:: TASK GOAL ::
Go through the entries below and print, exactly, the lines starting at the one with "repository 445c935c2c3d3eeb" and ending at the one with "tagged with the", keeping both ends and no others.

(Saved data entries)

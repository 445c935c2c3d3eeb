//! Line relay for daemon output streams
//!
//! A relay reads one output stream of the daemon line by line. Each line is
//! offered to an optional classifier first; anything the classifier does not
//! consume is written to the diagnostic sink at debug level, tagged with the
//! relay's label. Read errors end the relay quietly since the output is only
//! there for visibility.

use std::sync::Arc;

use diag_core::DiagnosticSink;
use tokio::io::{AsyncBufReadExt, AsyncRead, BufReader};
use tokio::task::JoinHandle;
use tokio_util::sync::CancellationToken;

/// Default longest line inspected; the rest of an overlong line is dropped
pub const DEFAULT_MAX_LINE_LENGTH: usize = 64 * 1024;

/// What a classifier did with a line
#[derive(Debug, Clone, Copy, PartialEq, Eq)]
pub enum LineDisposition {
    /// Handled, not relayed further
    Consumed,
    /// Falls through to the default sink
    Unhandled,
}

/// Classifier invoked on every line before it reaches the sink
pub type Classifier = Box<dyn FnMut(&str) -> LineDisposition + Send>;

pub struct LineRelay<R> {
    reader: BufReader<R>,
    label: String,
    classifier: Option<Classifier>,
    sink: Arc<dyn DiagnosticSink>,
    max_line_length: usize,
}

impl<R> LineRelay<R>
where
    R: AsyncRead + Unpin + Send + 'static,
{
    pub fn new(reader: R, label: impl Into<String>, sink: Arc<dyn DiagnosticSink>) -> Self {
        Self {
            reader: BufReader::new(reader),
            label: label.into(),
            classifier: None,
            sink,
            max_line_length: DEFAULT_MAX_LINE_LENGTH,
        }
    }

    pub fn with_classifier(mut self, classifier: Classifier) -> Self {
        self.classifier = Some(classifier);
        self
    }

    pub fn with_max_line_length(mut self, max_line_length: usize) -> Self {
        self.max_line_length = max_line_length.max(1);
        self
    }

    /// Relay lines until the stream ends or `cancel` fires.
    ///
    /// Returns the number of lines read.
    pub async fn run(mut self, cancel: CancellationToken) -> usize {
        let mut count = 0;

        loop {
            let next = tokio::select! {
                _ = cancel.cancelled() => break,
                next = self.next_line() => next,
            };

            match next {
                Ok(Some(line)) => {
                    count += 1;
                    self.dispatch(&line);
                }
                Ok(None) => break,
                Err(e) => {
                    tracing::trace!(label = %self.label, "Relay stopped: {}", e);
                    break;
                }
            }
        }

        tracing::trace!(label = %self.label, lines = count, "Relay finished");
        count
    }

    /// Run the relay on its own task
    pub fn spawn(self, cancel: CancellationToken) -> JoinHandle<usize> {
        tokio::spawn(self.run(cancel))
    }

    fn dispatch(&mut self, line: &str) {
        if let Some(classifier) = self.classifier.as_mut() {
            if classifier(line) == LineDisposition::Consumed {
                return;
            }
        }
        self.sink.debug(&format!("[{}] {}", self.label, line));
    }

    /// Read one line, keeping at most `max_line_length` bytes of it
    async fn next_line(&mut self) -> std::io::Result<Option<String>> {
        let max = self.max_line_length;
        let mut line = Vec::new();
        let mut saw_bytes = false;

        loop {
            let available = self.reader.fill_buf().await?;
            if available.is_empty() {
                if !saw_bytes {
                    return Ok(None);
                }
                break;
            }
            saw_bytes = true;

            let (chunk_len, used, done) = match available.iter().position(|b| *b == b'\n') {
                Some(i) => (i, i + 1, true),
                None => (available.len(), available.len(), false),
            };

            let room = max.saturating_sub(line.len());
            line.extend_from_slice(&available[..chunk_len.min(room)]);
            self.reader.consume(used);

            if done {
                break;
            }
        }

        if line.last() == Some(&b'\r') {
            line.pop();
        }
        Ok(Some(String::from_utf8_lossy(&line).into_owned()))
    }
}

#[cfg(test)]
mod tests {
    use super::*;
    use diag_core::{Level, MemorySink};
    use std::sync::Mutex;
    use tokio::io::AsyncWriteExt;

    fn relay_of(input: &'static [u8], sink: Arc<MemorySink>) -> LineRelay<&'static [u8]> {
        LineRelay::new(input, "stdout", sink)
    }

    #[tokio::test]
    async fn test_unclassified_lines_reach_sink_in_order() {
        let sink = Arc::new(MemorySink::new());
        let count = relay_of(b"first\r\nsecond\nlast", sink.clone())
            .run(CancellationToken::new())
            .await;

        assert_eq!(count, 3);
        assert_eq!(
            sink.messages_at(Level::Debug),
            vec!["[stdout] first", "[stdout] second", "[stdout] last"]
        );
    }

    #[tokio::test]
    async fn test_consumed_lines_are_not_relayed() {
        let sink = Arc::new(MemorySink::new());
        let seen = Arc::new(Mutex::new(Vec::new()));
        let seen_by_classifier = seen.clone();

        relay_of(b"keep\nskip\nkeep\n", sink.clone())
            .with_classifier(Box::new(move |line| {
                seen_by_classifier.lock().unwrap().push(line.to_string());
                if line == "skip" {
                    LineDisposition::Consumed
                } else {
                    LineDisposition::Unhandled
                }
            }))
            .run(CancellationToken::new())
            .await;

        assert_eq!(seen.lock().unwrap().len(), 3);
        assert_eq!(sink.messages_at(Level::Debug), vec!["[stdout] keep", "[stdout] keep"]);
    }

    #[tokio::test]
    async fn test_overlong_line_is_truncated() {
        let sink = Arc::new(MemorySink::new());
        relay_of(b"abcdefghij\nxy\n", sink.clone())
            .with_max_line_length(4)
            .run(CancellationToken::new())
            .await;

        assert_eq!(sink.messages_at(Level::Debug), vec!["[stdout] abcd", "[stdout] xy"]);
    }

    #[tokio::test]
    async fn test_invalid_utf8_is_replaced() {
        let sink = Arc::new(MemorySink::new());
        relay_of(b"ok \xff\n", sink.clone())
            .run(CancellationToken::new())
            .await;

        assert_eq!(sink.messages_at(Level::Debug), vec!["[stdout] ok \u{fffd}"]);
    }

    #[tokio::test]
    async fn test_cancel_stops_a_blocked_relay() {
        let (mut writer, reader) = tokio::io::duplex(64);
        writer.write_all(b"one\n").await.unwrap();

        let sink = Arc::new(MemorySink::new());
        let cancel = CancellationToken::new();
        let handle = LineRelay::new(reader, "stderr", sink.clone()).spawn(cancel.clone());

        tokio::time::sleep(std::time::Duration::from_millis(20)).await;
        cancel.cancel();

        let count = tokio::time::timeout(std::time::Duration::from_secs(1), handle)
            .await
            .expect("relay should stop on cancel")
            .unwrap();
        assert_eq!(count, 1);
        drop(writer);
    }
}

---

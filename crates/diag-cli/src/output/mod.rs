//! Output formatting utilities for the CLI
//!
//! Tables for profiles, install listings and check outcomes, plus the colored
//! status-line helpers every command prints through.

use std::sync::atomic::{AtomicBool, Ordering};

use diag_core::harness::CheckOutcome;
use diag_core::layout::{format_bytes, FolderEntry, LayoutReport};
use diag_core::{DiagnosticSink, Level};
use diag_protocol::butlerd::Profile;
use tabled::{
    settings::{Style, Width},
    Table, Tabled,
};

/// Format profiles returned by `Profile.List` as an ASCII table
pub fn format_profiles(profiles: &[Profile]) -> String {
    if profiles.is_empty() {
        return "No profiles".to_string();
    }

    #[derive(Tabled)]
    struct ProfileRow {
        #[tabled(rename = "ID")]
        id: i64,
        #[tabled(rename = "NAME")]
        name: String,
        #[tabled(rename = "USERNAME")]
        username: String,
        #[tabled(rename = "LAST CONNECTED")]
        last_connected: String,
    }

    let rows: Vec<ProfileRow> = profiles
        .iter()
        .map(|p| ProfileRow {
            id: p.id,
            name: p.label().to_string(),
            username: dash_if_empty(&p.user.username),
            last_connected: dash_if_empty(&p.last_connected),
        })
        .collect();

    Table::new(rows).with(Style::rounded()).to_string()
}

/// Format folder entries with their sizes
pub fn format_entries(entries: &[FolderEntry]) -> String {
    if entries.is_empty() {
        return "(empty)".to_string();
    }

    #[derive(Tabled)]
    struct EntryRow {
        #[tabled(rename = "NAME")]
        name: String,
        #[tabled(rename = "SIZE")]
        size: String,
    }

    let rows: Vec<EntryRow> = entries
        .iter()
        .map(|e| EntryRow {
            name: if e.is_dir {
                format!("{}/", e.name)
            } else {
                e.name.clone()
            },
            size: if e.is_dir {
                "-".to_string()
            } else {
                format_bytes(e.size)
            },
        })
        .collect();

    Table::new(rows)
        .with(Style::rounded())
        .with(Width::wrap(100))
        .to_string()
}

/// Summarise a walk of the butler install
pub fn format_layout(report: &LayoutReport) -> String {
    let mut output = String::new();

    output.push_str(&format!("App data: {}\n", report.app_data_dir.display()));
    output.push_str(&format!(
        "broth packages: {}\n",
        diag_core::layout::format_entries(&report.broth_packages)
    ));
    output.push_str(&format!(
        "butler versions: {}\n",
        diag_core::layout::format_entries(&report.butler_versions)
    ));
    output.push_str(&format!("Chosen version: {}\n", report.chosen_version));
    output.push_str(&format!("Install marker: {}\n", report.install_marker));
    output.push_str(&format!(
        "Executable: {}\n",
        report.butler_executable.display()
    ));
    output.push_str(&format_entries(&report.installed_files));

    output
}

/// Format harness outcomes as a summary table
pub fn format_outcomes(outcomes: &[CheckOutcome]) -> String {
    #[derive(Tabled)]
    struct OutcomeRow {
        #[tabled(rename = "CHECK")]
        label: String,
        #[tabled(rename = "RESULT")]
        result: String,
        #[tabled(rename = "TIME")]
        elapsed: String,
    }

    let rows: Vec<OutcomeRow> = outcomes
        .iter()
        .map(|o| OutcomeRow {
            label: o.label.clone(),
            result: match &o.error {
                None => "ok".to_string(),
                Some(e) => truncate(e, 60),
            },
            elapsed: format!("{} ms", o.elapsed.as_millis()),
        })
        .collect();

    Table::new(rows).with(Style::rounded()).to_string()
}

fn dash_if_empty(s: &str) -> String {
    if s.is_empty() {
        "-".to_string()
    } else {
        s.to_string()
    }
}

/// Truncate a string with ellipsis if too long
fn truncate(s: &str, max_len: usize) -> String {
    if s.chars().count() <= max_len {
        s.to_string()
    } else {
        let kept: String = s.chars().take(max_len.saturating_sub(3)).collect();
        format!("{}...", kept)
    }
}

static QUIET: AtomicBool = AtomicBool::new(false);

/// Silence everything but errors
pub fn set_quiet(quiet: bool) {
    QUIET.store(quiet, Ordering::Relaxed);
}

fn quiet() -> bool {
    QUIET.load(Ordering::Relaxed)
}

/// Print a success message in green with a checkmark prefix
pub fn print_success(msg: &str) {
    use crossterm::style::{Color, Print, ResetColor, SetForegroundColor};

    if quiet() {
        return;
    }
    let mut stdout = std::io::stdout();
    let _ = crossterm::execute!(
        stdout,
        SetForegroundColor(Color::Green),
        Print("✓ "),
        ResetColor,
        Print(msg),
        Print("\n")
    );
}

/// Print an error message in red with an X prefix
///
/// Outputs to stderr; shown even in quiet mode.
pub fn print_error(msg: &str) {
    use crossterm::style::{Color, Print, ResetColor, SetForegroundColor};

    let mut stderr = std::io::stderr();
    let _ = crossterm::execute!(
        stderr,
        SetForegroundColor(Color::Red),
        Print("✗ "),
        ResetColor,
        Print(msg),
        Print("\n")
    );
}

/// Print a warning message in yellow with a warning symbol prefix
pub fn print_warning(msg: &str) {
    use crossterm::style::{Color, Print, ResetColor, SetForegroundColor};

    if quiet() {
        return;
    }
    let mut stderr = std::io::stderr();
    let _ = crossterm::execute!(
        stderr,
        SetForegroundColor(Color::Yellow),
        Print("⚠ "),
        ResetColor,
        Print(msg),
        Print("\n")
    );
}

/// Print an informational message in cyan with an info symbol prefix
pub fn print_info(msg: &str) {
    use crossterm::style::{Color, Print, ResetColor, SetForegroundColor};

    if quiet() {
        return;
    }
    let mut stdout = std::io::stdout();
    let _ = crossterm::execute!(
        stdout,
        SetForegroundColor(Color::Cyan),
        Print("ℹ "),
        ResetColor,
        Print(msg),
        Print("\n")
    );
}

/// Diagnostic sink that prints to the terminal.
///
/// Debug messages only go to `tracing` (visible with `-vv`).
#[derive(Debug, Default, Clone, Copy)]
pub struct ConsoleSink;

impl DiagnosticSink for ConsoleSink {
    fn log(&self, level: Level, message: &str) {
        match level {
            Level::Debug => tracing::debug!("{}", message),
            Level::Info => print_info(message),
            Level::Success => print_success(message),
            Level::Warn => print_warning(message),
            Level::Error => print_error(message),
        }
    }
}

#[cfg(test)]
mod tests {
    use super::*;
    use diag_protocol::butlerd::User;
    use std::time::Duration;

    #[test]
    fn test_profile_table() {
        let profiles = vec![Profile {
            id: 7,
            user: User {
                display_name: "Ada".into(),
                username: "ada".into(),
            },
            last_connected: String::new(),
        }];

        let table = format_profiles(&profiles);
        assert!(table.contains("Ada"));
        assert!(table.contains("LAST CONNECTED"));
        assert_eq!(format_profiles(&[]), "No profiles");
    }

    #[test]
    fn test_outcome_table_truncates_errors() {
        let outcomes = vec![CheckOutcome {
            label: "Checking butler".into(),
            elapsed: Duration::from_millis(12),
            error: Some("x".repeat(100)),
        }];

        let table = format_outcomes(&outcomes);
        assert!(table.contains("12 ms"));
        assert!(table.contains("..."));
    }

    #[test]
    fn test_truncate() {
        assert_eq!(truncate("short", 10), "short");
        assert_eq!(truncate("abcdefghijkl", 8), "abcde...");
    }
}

...

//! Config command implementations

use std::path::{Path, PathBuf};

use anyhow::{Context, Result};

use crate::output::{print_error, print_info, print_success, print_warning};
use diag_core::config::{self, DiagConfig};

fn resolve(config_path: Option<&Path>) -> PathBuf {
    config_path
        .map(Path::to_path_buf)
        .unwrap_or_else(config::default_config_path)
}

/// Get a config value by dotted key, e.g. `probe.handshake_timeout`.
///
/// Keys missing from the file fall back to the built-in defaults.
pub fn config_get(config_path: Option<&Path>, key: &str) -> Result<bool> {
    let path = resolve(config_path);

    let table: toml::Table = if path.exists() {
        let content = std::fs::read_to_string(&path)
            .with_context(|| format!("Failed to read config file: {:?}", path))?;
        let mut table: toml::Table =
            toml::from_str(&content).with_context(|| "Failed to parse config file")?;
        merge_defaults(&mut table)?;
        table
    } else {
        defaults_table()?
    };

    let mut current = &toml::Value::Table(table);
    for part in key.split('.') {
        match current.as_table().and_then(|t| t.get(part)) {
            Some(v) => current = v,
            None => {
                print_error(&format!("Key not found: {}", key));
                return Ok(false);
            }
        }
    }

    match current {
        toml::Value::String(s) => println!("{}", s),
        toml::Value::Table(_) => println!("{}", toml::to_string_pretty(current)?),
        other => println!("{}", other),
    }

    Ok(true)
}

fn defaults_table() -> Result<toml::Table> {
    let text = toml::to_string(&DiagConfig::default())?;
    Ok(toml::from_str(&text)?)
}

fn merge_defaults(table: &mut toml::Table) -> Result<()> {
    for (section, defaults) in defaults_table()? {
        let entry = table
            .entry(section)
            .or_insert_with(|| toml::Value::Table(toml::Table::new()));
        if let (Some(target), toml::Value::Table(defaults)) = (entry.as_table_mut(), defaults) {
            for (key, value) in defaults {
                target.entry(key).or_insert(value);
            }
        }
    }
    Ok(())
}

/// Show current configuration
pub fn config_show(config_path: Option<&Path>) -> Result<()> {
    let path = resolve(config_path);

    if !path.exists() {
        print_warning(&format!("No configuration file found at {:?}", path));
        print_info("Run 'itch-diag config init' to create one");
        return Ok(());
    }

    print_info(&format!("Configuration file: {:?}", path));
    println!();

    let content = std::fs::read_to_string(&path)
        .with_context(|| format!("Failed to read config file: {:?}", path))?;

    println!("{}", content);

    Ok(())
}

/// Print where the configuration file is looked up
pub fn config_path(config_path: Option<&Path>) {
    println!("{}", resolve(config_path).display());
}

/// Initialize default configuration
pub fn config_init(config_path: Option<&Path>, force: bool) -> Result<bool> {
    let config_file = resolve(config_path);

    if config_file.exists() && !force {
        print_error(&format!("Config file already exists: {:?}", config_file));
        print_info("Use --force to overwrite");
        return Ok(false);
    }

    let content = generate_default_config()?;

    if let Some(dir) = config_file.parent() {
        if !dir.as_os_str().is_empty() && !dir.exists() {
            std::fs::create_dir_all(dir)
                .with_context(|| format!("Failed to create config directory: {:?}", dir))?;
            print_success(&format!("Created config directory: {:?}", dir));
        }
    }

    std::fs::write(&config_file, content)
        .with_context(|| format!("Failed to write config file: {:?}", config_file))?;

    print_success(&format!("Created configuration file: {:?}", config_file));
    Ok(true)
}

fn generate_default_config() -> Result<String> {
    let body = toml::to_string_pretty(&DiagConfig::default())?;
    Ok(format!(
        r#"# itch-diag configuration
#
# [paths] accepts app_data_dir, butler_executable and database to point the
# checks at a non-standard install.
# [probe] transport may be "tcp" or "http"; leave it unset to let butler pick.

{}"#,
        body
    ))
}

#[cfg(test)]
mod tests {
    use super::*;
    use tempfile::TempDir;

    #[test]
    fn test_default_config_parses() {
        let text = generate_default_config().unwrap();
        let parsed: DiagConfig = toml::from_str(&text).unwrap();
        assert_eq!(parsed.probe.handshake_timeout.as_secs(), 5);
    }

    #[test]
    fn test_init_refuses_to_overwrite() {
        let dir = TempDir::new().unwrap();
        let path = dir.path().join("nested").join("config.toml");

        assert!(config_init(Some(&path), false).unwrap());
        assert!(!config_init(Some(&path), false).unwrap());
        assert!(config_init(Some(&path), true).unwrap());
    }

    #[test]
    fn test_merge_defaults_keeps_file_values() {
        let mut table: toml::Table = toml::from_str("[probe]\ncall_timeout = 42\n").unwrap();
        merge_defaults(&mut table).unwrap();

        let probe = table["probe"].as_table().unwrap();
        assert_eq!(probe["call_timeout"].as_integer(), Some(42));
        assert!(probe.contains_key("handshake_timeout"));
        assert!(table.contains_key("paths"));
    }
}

:: WRITTEN REPLY ::
repository 445c935c2c3d3eeb
//! Line relay for daemon output streams
//!
//! A relay reads one output stream of the daemon line by line. Each line is
//! offered to an optional classifier first; anything the classifier does not
//! consume is written to the diagnostic sink at debug level, tagged with the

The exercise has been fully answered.